Supplied material:
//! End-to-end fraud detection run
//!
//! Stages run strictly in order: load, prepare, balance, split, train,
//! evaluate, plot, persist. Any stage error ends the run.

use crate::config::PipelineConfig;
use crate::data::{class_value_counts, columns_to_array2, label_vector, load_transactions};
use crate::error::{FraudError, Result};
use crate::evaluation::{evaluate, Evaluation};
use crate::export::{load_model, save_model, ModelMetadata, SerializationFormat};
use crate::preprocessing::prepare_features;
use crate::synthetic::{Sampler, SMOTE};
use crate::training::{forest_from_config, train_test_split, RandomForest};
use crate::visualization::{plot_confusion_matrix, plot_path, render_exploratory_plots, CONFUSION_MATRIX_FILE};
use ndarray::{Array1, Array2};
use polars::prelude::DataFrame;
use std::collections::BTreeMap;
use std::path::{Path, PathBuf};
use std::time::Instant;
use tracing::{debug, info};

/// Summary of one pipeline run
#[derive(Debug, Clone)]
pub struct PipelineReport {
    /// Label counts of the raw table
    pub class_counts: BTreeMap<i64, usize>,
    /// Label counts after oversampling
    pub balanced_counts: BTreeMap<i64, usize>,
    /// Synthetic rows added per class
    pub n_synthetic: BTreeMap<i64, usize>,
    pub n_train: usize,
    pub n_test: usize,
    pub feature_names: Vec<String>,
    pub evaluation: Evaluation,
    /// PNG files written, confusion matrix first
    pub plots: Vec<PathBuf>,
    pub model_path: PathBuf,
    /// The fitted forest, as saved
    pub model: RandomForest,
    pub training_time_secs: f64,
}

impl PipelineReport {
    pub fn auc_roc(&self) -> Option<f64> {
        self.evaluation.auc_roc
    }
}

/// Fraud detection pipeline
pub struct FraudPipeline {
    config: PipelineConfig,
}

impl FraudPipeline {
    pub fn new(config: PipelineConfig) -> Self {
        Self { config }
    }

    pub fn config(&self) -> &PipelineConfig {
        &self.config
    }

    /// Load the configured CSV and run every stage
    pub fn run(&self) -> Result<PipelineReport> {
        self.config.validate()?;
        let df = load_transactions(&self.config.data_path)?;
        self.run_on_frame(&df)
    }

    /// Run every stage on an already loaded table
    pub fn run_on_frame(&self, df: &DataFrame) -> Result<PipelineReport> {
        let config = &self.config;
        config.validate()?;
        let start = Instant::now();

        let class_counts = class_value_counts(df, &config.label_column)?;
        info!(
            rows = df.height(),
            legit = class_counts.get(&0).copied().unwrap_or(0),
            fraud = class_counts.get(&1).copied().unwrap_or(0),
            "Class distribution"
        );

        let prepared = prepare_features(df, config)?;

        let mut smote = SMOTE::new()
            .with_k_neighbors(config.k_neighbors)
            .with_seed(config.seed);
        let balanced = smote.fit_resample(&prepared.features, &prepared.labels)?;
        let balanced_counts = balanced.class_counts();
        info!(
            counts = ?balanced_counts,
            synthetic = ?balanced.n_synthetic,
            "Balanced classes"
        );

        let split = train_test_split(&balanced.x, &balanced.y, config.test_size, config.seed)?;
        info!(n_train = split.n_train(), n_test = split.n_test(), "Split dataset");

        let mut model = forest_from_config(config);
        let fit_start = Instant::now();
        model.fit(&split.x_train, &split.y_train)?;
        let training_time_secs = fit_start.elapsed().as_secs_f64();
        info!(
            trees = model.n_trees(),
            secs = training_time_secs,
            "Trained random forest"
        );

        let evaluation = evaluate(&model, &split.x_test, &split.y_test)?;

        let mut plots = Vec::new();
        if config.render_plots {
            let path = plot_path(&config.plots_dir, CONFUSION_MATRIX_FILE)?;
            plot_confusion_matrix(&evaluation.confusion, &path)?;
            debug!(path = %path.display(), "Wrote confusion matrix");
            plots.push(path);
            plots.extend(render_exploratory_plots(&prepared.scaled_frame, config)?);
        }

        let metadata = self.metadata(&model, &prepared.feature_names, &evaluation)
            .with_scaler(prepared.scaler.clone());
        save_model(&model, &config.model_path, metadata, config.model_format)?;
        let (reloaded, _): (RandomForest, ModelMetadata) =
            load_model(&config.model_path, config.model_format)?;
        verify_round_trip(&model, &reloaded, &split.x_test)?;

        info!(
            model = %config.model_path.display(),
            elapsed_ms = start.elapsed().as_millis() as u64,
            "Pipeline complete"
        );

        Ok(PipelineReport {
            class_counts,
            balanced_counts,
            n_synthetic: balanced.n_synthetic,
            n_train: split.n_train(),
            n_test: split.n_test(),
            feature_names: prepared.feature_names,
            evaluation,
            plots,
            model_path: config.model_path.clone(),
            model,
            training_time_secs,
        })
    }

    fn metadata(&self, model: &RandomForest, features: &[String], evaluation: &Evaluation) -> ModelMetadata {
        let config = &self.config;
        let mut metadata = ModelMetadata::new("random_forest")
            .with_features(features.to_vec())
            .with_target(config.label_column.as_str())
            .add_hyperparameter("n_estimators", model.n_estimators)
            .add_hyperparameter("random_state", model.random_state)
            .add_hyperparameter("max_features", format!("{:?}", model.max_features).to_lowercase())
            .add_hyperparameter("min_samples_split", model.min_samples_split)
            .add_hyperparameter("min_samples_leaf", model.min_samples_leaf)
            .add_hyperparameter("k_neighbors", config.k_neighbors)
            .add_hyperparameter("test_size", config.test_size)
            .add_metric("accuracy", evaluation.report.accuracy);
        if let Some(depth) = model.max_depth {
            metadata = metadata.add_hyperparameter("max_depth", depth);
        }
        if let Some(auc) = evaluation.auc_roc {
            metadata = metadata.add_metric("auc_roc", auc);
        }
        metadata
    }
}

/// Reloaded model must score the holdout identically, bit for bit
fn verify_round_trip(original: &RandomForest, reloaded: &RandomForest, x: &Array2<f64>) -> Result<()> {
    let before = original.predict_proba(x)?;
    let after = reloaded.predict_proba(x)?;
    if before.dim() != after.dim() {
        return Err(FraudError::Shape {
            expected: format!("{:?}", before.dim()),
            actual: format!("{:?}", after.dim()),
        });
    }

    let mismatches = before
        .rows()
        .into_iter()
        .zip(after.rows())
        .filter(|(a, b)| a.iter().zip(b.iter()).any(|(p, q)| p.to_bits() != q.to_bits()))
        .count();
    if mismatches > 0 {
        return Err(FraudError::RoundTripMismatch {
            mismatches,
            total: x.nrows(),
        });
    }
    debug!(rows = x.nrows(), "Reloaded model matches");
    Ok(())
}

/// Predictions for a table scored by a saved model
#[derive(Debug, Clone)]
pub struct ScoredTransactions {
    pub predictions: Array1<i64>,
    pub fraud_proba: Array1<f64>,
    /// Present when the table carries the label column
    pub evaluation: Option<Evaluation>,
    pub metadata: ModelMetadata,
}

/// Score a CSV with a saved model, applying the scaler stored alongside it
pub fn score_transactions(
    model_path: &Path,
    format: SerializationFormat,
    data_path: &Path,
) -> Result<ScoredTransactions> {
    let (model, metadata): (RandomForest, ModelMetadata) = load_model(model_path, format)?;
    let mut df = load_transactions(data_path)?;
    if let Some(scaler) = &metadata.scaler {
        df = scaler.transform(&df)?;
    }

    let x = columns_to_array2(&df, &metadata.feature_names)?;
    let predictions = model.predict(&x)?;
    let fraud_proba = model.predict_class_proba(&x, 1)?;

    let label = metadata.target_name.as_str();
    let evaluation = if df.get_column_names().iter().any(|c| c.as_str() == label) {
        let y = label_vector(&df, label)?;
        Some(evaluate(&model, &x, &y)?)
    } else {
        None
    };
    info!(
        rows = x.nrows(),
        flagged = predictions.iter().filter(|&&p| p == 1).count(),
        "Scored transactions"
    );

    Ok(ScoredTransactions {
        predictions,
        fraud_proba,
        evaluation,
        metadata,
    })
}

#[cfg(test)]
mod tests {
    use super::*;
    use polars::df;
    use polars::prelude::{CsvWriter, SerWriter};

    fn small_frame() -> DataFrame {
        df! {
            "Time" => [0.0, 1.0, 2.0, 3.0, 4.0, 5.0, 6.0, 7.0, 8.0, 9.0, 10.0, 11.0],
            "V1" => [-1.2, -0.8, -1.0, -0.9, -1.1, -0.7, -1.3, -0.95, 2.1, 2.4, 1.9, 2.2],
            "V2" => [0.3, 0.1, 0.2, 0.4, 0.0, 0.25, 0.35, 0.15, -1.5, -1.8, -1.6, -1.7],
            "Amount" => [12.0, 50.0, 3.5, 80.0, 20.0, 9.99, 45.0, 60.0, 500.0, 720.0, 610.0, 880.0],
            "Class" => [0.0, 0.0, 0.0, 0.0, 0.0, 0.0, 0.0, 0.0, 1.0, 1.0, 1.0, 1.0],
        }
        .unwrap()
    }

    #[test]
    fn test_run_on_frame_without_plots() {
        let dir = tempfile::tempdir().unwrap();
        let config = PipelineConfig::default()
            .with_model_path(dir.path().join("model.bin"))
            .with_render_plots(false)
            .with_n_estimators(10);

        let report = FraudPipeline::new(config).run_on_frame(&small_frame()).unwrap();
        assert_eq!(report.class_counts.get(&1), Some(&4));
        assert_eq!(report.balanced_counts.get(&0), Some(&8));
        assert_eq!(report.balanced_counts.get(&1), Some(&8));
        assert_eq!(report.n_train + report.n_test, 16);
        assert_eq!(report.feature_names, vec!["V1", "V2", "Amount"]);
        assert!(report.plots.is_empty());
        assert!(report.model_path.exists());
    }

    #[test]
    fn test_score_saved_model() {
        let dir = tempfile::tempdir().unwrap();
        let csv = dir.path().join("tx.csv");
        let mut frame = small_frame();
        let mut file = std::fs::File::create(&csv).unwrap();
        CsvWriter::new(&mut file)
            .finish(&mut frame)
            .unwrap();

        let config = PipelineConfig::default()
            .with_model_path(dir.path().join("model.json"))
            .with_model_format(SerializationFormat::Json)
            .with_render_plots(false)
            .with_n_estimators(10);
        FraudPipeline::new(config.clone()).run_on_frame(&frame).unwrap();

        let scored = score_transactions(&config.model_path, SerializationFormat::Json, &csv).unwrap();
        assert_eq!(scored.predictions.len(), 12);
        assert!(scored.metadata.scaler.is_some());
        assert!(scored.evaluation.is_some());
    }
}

Work instructions: Scan the listing for "prepared" and copy out each line that has it.

Response area:
        let prepared = prepare_features(df, config)?;
        let balanced = smote.fit_resample(&prepared.features, &prepared.labels)?;
            plots.extend(render_exploratory_plots(&prepared.scaled_frame, config)?);
        let metadata = self.metadata(&model, &prepared.feature_names, &evaluation)
            .with_scaler(prepared.scaler.clone());
            feature_names: prepared.feature_names,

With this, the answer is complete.